[Collected data entries]
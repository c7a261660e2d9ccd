//! Header scroll controller
//!
//! Couples a header's visibility to the drag motion of a followed scroll
//! surface. Dragging content up hides the header, dragging down (or
//! reaching the top) reveals it; a gesture released mid-transition snaps
//! to the nearer terminal state.
//!
//! The controller owns no toolkit objects: the host implements the
//! capability traits in `shybar_core` and forwards pan and lifecycle
//! events. All work is synchronous on the host's event loop; animated
//! transitions advance only through [`HeaderScrollController::tick`].
//!
//! # Example
//!
//! ```rust,ignore
//! let mut controller = HeaderScrollController::new(&chrome, &container);
//! controller.follow(&surface, FollowOptions::default());
//!
//! // host glue, per pan recognizer callback:
//! controller.handle_pan(PanEvent::changed(translation_y));
//!
//! // host glue, per frame while `controller.tick(dt)` returns true
//! ```

use std::sync::{Arc, Weak};

use smallvec::SmallVec;

use shybar_animation::Tween;
use shybar_core::{
    GestureHandle, HeaderMetrics, HeaderState, LifecycleSignal, PanEvent, PanPhase, Rect,
    ScrollSurface, SharedChrome, SharedContainer, SharedFollower, SharedFramed, SharedObserver,
    SharedSurface, WeakChrome, WeakContainer, WeakSurface,
};

use crate::config::HeaderConfig;

// ============================================================================
// Follow Options
// ============================================================================

/// Optional collaborators bound together with a surface.
#[derive(Default)]
pub struct FollowOptions {
    /// Auxiliary views translated in step with the header.
    pub followers: Vec<SharedFollower>,
    /// Observer of state changes.
    pub delegate: Option<SharedObserver>,
    /// View whose frame is restored after each opaque-mode geometry pass,
    /// cancelling unwanted size changes from layout side effects.
    pub keep_size: Option<SharedFramed>,
}

impl FollowOptions {
    pub fn with_followers(followers: Vec<SharedFollower>) -> Self {
        Self {
            followers,
            ..Default::default()
        }
    }

    pub fn with_delegate(delegate: SharedObserver) -> Self {
        Self {
            delegate: Some(delegate),
            ..Default::default()
        }
    }
}

// ============================================================================
// Snap Animation
// ============================================================================

/// An in-flight transition to a terminal state. The tween interpolates the
/// total delta; each tick applies the increment since the last one.
struct SnapAnimation {
    tween: Tween,
    applied: f32,
    /// State the controller was left in when the animation started; the
    /// completion is stale and ignored if it no longer matches.
    expected: HeaderState,
    /// Terminal state committed on completion, if not already committed
    /// when the animation started.
    commit: Option<HeaderState>,
    /// Restore pan input when finished (programmatic show disables it).
    reenable_pan: bool,
}

// ============================================================================
// Controller
// ============================================================================

/// Delta-driven state machine coupling one header to one scroll surface.
pub struct HeaderScrollController {
    config: HeaderConfig,
    state: HeaderState,
    chrome: WeakChrome,
    container: WeakContainer,
    surface: Option<WeakSurface>,
    gesture: GestureHandle,
    last_gesture_offset: f32,
    pending_delay: f32,
    scroll_coupled: bool,
    pan_enabled: bool,
    lifecycle_subscribed: bool,
    followers: SmallVec<[SharedFollower; 2]>,
    keep_size_anchor: Option<(SharedFramed, Rect)>,
    delegate: Option<SharedObserver>,
    snap: Option<SnapAnimation>,
}
//! shybar: scroll-coupled header controller
//!
//! Couples the visibility of a persistent header region to the drag
//! motion of a scrollable content area: dragging content up collapses the
//! header out of view, dragging down (or reaching the top) restores it.
//! A gesture released mid-transition snaps to the nearer terminal state,
//! and header contents fade linearly across the travel range.
//!
//! The controller is toolkit-agnostic. Hosts implement the capability
//! traits from [`shybar_core`] (header chrome, scroll surface, host
//! container), forward pan and lifecycle events, and drive in-flight snap
//! animations with [`HeaderScrollController::tick`].
//!
//! # Example
//!
//! ```rust,ignore
//! use shybar::{ControllerRegistry, FollowOptions, HostId, PanEvent};
//!
//! let mut registry = ControllerRegistry::new();
//! let controller = registry.controller_for(HostId(1), &chrome, &container);
//! controller.follow(&surface, FollowOptions::default());
//!
//! // per recognizer callback:
//! controller.handle_pan(PanEvent::changed(translation_y));
//! ```

pub mod config;
pub mod controller;
pub mod registry;

pub use config::HeaderConfig;
pub use controller::{FollowOptions, HeaderScrollController};
pub use registry::{ControllerId, ControllerRegistry, HostId};

pub use shybar_core::{
    EdgeInsets, Fadeable, Follower, Framed, GestureHandle, HeaderChrome, HeaderMetrics,
    HeaderScrollObserver, HeaderState, HostContainer, LifecycleSignal, MetricsError, PanEvent,
    PanPhase, Point, Rect, ScrollSurface, SharedChrome, SharedContainer, SharedFollower,
    SharedFramed, SharedObserver, SharedSurface, Size,
};
//! Easing functions for snap transitions

/// Easing function type
#[derive(Clone, Copy, Debug, Default, PartialEq)]
pub enum Easing {
    Linear,
    EaseIn,
    EaseOut,
    #[default]
    EaseInOut,
    EaseOutQuad,
}

impl Easing {
    /// Apply the easing function to a progress value (0.0 to 1.0).
    pub fn apply(&self, t: f32) -> f32 {
        match self {
            Easing::Linear => t,
            Easing::EaseIn => t * t * t,
            Easing::EaseOut => 1.0 - (1.0 - t).powi(3),
            Easing::EaseInOut => {
                if t < 0.5 {
                    4.0 * t * t * t
                } else {
                    1.0 - (-2.0 * t + 2.0).powi(3) / 2.0
                }
            }
            Easing::EaseOutQuad => 1.0 - (1.0 - t) * (1.0 - t),
        }
    }
}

**Work to complete:** Every one of the entries must be printed exactly.

**Exercise response:**
repository c7a261660e2d9ccd
//! Header scroll controller
//!
//! Couples a header's visibility to the drag motion of a followed scroll
//! surface. Dragging content up hides the header, dragging down (or
//! reaching the top) reveals it; a gesture released mid-transition snaps
//! to the nearer terminal state.
//!
//! The controller owns no toolkit objects: the host implements the
//! capability traits in `shybar_core` and forwards pan and lifecycle
//! events. All work is synchronous on the host's event loop; animated
//! transitions advance only through [`HeaderScrollController::tick`].
//!
//! # Example
//!
//! ```rust,ignore
//! let mut controller = HeaderScrollController::new(&chrome, &container);
//! controller.follow(&surface, FollowOptions::default());
//!
//! // host glue, per pan recognizer callback:
//! controller.handle_pan(PanEvent::changed(translation_y));
//!
//! // host glue, per frame while `controller.tick(dt)` returns true
//! ```

use std::sync::{Arc, Weak};

use smallvec::SmallVec;

use shybar_animation::Tween;
use shybar_core::{
    GestureHandle, HeaderMetrics, HeaderState, LifecycleSignal, PanEvent, PanPhase, Rect,
    ScrollSurface, SharedChrome, SharedContainer, SharedFollower, SharedFramed, SharedObserver,
    SharedSurface, WeakChrome, WeakContainer, WeakSurface,
};

use crate::config::HeaderConfig;

// ============================================================================
// Follow Options
// ============================================================================

/// Optional collaborators bound together with a surface.
#[derive(Default)]
pub struct FollowOptions {
    /// Auxiliary views translated in step with the header.
    pub followers: Vec<SharedFollower>,
    /// Observer of state changes.
    pub delegate: Option<SharedObserver>,
    /// View whose frame is restored after each opaque-mode geometry pass,
    /// cancelling unwanted size changes from layout side effects.
    pub keep_size: Option<SharedFramed>,
}

impl FollowOptions {
    pub fn with_followers(followers: Vec<SharedFollower>) -> Self {
        Self {
            followers,
            ..Default::default()
        }
    }

    pub fn with_delegate(delegate: SharedObserver) -> Self {
        Self {
            delegate: Some(delegate),
            ..Default::default()
        }
    }
}

// ============================================================================
// Snap Animation
// ============================================================================

/// An in-flight transition to a terminal state. The tween interpolates the
/// total delta; each tick applies the increment since the last one.
struct SnapAnimation {
    tween: Tween,
    applied: f32,
    /// State the controller was left in when the animation started; the
    /// completion is stale and ignored if it no longer matches.
    expected: HeaderState,
    /// Terminal state committed on completion, if not already committed
    /// when the animation started.
    commit: Option<HeaderState>,
    /// Restore pan input when finished (programmatic show disables it).
    reenable_pan: bool,
}

// ============================================================================
// Controller
// ============================================================================

/// Delta-driven state machine coupling one header to one scroll surface.
pub struct HeaderScrollController {
    config: HeaderConfig,
    state: HeaderState,
    chrome: WeakChrome,
    container: WeakContainer,
    surface: Option<WeakSurface>,
    gesture: GestureHandle,
    last_gesture_offset: f32,
    pending_delay: f32,
    scroll_coupled: bool,
    pan_enabled: bool,
    lifecycle_subscribed: bool,
    followers: SmallVec<[SharedFollower; 2]>,
    keep_size_anchor: Option<(SharedFramed, Rect)>,
    delegate: Option<SharedObserver>,
    snap: Option<SnapAnimation>,
}
//! shybar: scroll-coupled header controller
//!
//! Couples the visibility of a persistent header region to the drag
//! motion of a scrollable content area: dragging content up collapses the
//! header out of view, dragging down (or reaching the top) restores it.
//! A gesture released mid-transition snaps to the nearer terminal state,
//! and header contents fade linearly across the travel range.
//!
//! The controller is toolkit-agnostic. Hosts implement the capability
//! traits from [`shybar_core`] (header chrome, scroll surface, host
//! container), forward pan and lifecycle events, and drive in-flight snap
//! animations with [`HeaderScrollController::tick`].
//!
//! # Example
//!
//! ```rust,ignore
//! use shybar::{ControllerRegistry, FollowOptions, HostId, PanEvent};
//!
//! let mut registry = ControllerRegistry::new();
//! let controller = registry.controller_for(HostId(1), &chrome, &container);
//! controller.follow(&surface, FollowOptions::default());
//!
//! // per recognizer callback:
//! controller.handle_pan(PanEvent::changed(translation_y));
//! ```

pub mod config;
pub mod controller;
pub mod registry;

pub use config::HeaderConfig;
pub use controller::{FollowOptions, HeaderScrollController};
pub use registry::{ControllerId, ControllerRegistry, HostId};

pub use shybar_core::{
    EdgeInsets, Fadeable, Follower, Framed, GestureHandle, HeaderChrome, HeaderMetrics,
    HeaderScrollObserver, HeaderState, HostContainer, LifecycleSignal, MetricsError, PanEvent,
    PanPhase, Point, Rect, ScrollSurface, SharedChrome, SharedContainer, SharedFollower,
    SharedFramed, SharedObserver, SharedSurface, Size,
};
//! Easing functions for snap transitions

/// Easing function type
#[derive(Clone, Copy, Debug, Default, PartialEq)]
pub enum Easing {
    Linear,
    EaseIn,
    EaseOut,
    #[default]
    EaseInOut,
    EaseOutQuad,
}

impl Easing {
    /// Apply the easing function to a progress value (0.0 to 1.0).
    pub fn apply(&self, t: f32) -> f32 {
        match self {
            Easing::Linear => t,
            Easing::EaseIn => t * t * t,
            Easing::EaseOut => 1.0 - (1.0 - t).powi(3),
            Easing::EaseInOut => {
                if t < 0.5 {
                    4.0 * t * t * t
                } else {
                    1.0 - (-2.0 * t + 2.0).powi(3) / 2.0
                }
            }
            Easing::EaseOutQuad => 1.0 - (1.0 - t) * (1.0 - t),
        }
    }
}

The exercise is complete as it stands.